The project to connect the banks of the Lena near Yakutia originated in 1980, following the construction of the Baikal-Amur Mainline. Since 1986, three options for the location of the bridge have been considered. Finally a location was chosen at a distance of 38 km upstream on the Lena from Yakutsk, near the town of Nizhny Bestyakh. This option was justified by the proximity to the Amur-Yakutsk Mainline, which connects Nizhny Bestyakh to Berkakit. Original plans for the bridge called for a combined road-rail bridge, but these plans were later shelved. A tunnel under the Lena was also proposed in 2010, but was later dismissed as being too expensive and technically infeasible. In 2012, Sakha’s then-President Yegor Borisov renewed calls for the construction of the Lena Bridge, promising to complete it by 2016.

In July 2013, the Federal Road Agency announced an open tender for a contract for the construction and operation of a road bridge on the Lena River in Yakutsk. The competition, officially announced on July 19, provided for the construction of a road bridge and its approaches of a total length greater than 21 kilometers. According to experts, the estimated cost of construction was no greater than 40 billion rubles. The winner of the concession was the consortium Transportnyje koncessii (Sakha). However, these plans were later shelved due to the prioritization of the construction of the Crimean Bridge following the Russian invasion and annexation of Crimea in 2014.

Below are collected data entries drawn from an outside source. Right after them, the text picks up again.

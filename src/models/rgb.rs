//! RGB color handling with hex parsing and HSL conversion.

// Allow small types passed by reference for API consistency
#![allow(clippy::trivially_copy_pass_by_ref)]
// Allow intentional type casts for color math
#![allow(clippy::cast_possible_truncation)]
#![allow(clippy::cast_sign_loss)]
// Allow float comparisons in HSL conversion (standard algorithms)
#![allow(clippy::float_cmp)]

use anyhow::{Context, Result};
use std::fmt;

use super::HslColor;

/// RGB color value with hex string representation.
///
/// Represents a color using red, green, and blue channels (0-255 each).
/// This is the form colors take at the edges of the program: hex input on the
/// command line and hex output in generated Tailwind configs.
#[derive(Debug, Clone, Copy, PartialEq, Eq, Hash)]
pub struct RgbColor {
    /// Red channel (0-255)
    pub r: u8,
    /// Green channel (0-255)
    pub g: u8,
    /// Blue channel (0-255)
    pub b: u8,
}

impl RgbColor {
    /// Creates a new `RgbColor` from individual channel values.
    #[must_use]
    pub const fn new(r: u8, g: u8, b: u8) -> Self {
        Self { r, g, b }
    }

    /// Parses an `RgbColor` from a hex string.
    ///
    /// Supports formats: "#RRGGBB", "RRGGBB", "#rrggbb", "rrggbb"
    ///
    /// # Examples
    ///
    /// ```
    /// use colorgen::models::RgbColor;
    ///
    /// let color = RgbColor::from_hex("#3F7FBF").unwrap();
    /// assert_eq!(color, RgbColor::new(63, 127, 191));
    /// ```
    ///
    /// # Errors
    ///
    /// Returns an error if the string is not a valid hex color format.
    pub fn from_hex(hex: &str) -> Result<Self> {
        let hex = hex.trim();
        let hex = hex.strip_prefix('#').unwrap_or(hex);

        if hex.len() != 6 || !hex.is_ascii() {
            anyhow::bail!("Invalid hex color format '{hex}'. Expected 6 hex digits (RRGGBB)");
        }

        let r = u8::from_str_radix(&hex[0..2], 16)
            .context(format!("Invalid red channel in hex color '{hex}'"))?;
        let g = u8::from_str_radix(&hex[2..4], 16)
            .context(format!("Invalid green channel in hex color '{hex}'"))?;
        let b = u8::from_str_radix(&hex[4..6], 16)
            .context(format!("Invalid blue channel in hex color '{hex}'"))?;

        Ok(Self::new(r, g, b))
    }

    /// Converts the color to a hex string in the format "#RRGGBB" (uppercase).
    #[must_use]
    pub fn to_hex(&self) -> String {
        format!("#{:02X}{:02X}{:02X}", self.r, self.g, self.b)
    }

    /// Converts the color to a hex string, appending an alpha byte when
    /// `alpha` is present ("#RRGGBBAA").
    #[must_use]
    pub fn to_hex_with_alpha(&self, alpha: Option<f32>) -> String {
        match alpha {
            Some(a) => {
                let a = (a.clamp(0.0, 1.0) * 255.0).round() as u8;
                format!("{}{:02X}", self.to_hex(), a)
            }
            None => self.to_hex(),
        }
    }

    /// Converts the RGB color to HSL.
    ///
    /// Returns `(h, s, l)` with hue in degrees (0.0-360.0, 0.0 for grays) and
    /// saturation/lightness in percent (0.0-100.0).
    ///
    /// # Examples
    ///
    /// ```
    /// use colorgen::models::RgbColor;
    ///
    /// let (h, s, l) = RgbColor::new(255, 0, 0).to_hsl();
    /// assert!(h.abs() < 0.01);
    /// assert!((s - 100.0).abs() < 0.01);
    /// assert!((l - 50.0).abs() < 0.01);
    /// ```
    #[must_use]
    #[allow(clippy::many_single_char_names)] // Standard RGB/HSL color model uses single-char names
    pub fn to_hsl(&self) -> (f32, f32, f32) {
        let r = f32::from(self.r) / 255.0;
        let g = f32::from(self.g) / 255.0;
        let b = f32::from(self.b) / 255.0;

        let max = r.max(g).max(b);
        let min = r.min(g).min(b);
        let delta = max - min;

        let l = (max + min) / 2.0;

        let s = if delta == 0.0 {
            0.0
        } else {
            delta / (1.0 - (2.0 * l - 1.0).abs())
        };

        let h = if delta == 0.0 {
            0.0 // Grayscale, hue is undefined
        } else if max == r {
            60.0 * (((g - b) / delta) % 6.0)
        } else if max == g {
            60.0 * (((b - r) / delta) + 2.0)
        } else {
            60.0 * (((r - g) / delta) + 4.0)
        };

        // Normalize hue to 0-360 range
        let h = if h < 0.0 { h + 360.0 } else { h };

        (h, (s * 100.0).min(100.0), l * 100.0)
    }

    /// Creates an `RgbColor` from HSL components.
    ///
    /// # Arguments
    ///
    /// * `h` - Hue in degrees (wrapped into 0.0-360.0)
    /// * `s` - Saturation in percent (0.0-100.0, will be clamped)
    /// * `l` - Lightness in percent (0.0-100.0, will be clamped)
    ///
    /// # Examples
    ///
    /// ```
    /// use colorgen::models::RgbColor;
    ///
    /// assert_eq!(RgbColor::from_hsl(120.0, 100.0, 50.0), RgbColor::new(0, 255, 0));
    /// assert_eq!(RgbColor::from_hsl(210.0, 50.0, 50.0), RgbColor::new(64, 128, 191));
    /// ```
    #[must_use]
    #[allow(clippy::many_single_char_names)] // Standard RGB/HSL color model uses single-char names
    pub fn from_hsl(h: f32, s: f32, l: f32) -> Self {
        let h = h.rem_euclid(360.0);
        let s = s.clamp(0.0, 100.0) / 100.0;
        let l = l.clamp(0.0, 100.0) / 100.0;

        let c = (1.0 - (2.0 * l - 1.0).abs()) * s;
        let h_prime = h / 60.0;
        let x = c * (1.0 - ((h_prime % 2.0) - 1.0).abs());
        let m = l - c / 2.0;

        let (r, g, b) = if h_prime < 1.0 {
            (c, x, 0.0)
        } else if h_prime < 2.0 {
            (x, c, 0.0)
        } else if h_prime < 3.0 {
            (0.0, c, x)
        } else if h_prime < 4.0 {
            (0.0, x, c)
        } else if h_prime < 5.0 {
            (x, 0.0, c)
        } else {
            (c, 0.0, x)
        };

        Self {
            r: ((r + m) * 255.0).round().clamp(0.0, 255.0) as u8,
            g: ((g + m) * 255.0).round().clamp(0.0, 255.0) as u8,
            b: ((b + m) * 255.0).round().clamp(0.0, 255.0) as u8,
        }
    }

    /// Converts to an opaque [`HslColor`].
    #[must_use]
    pub fn to_hsl_color(&self) -> HslColor {
        let (h, s, l) = self.to_hsl();
        HslColor::new(h, s, l)
    }
}

impl fmt::Display for RgbColor {
    fn fmt(&self, f: &mut fmt::Formatter<'_>) -> fmt::Result {
        write!(f, "{}", self.to_hex())
    }
}

impl From<HslColor> for RgbColor {
    fn from(color: HslColor) -> Self {
        Self::from_hsl(color.h, color.s, color.l)
    }
}

#[cfg(test)]
mod tests {
    use super::*;

    fn assert_close(a: RgbColor, b: RgbColor) {
        for (x, y, name) in [(a.r, b.r, "red"), (a.g, b.g, "green"), (a.b, b.b, "blue")] {
            assert!(
                (i16::from(x) - i16::from(y)).abs() <= 1,
                "{name} channel mismatch: {x} vs {y}"
            );
        }
    }

    #[test]
    fn test_from_hex_valid() {
        let color = RgbColor::from_hex("#FF0000").unwrap();
        assert_eq!(color, RgbColor::new(255, 0, 0));

        let color = RgbColor::from_hex("00ff00").unwrap();
        assert_eq!(color, RgbColor::new(0, 255, 0));

        let color = RgbColor::from_hex("  #3f7fbf  ").unwrap();
        assert_eq!(color, RgbColor::new(63, 127, 191));
    }

    #[test]
    fn test_from_hex_invalid() {
        assert!(RgbColor::from_hex("#FFF").is_err());
        assert!(RgbColor::from_hex("#FFFFFFF").is_err());
        assert!(RgbColor::from_hex("GGGGGG").is_err());
        assert!(RgbColor::from_hex("").is_err());
        assert!(RgbColor::from_hex("#é1234").is_err());
    }

    #[test]
    fn test_to_hex_with_alpha() {
        let color = RgbColor::new(0, 128, 255);
        assert_eq!(color.to_hex(), "#0080FF");
        assert_eq!(color.to_hex_with_alpha(None), "#0080FF");
        assert_eq!(color.to_hex_with_alpha(Some(1.0)), "#0080FFFF");
        assert_eq!(color.to_hex_with_alpha(Some(0.5)), "#0080FF80");
    }

    #[test]
    fn test_to_hsl_primaries() {
        let (h, s, l) = RgbColor::new(0, 0, 255).to_hsl();
        assert!((h - 240.0).abs() < 0.01);
        assert!((s - 100.0).abs() < 0.01);
        assert!((l - 50.0).abs() < 0.01);

        let (h, s, l) = RgbColor::new(0, 255, 0).to_hsl();
        assert!((h - 120.0).abs() < 0.01);
        assert!((s - 100.0).abs() < 0.01);
        assert!((l - 50.0).abs() < 0.01);
    }

    #[test]
    fn test_to_hsl_grayscale() {
        assert_eq!(RgbColor::new(0, 0, 0).to_hsl(), (0.0, 0.0, 0.0));

        let (h, s, l) = RgbColor::new(255, 255, 255).to_hsl();
        assert_eq!(h, 0.0);
        assert_eq!(s, 0.0);
        assert!((l - 100.0).abs() < 0.01);
    }

    #[test]
    fn test_from_hsl_grayscale_ignores_hue() {
        assert_eq!(RgbColor::from_hsl(0.0, 0.0, 0.0), RgbColor::new(0, 0, 0));
        assert_eq!(RgbColor::from_hsl(0.0, 0.0, 100.0), RgbColor::new(255, 255, 255));
        assert_eq!(RgbColor::from_hsl(180.0, 0.0, 50.0), RgbColor::new(128, 128, 128));
    }

    #[test]
    fn test_from_hsl_wraps_hue() {
        assert_eq!(
            RgbColor::from_hsl(360.0, 100.0, 50.0),
            RgbColor::from_hsl(0.0, 100.0, 50.0)
        );
        assert_eq!(
            RgbColor::from_hsl(-120.0, 100.0, 50.0),
            RgbColor::from_hsl(240.0, 100.0, 50.0)
        );
    }

    #[test]
    fn test_hsl_roundtrip() {
        let colors = [
            RgbColor::new(255, 255, 0),
            RgbColor::new(255, 0, 255),
            RgbColor::new(0, 255, 255),
            RgbColor::new(128, 64, 192),
            RgbColor::new(200, 100, 50),
            RgbColor::new(17, 24, 39),
        ];

        for color in colors {
            let (h, s, l) = color.to_hsl();
            assert_close(color, RgbColor::from_hsl(h, s, l));
        }
    }
}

The project was restarted in 2019, with an estimated cost of 60-65 billion rubles and a projected completion date of 2024. In November 2023, Russian president Vladimir Putin declared that the construction of the bridge would be completed by 2028. The construction of the bridge began in October 2024, with drilling on the right bank of the Lena beginning in March 2025. With the first constructions, the estimated costs increased to around 130 billion rubles. The first piles to support the structure have been installed in the second quarter of 2025.

As of 2026, both the Sakha government and VIS Group, the private company responsible for constructing the bridge, are reportedly struggling to finance the project’s rising construction costs, with further progress expected to depend heavily on federal budget allocations.
== Design ==

Diagram of bridge

The bridge will cross the river from the village of Staraya Tabaga to the village of Khaptagai, approximately 40 kilometers upstream of Yakutsk, at a location where the Lena River narrows.

The design and construction of the Lena Bridge faces significant technical challenges due to the region’s extreme environmental conditions, including substantial temperature variations ranging from potentially −60 °C in winter to +40 °C in summer as well as associated fluctuations in atmospheric pressure and humidity.

The chosen design is a two-lane cable-stayed bridge with three pillars and two spans, each 840 meters in length. The central pillar will have a height of 284.5 meters, while the side pillars will have heights of 194.5 meters.

Passenger cars will be able to cross free of charge, but a toll will be established for trucks. With a single lane in each direction, the bridge is expected to handle around 5,000 vehicles per day.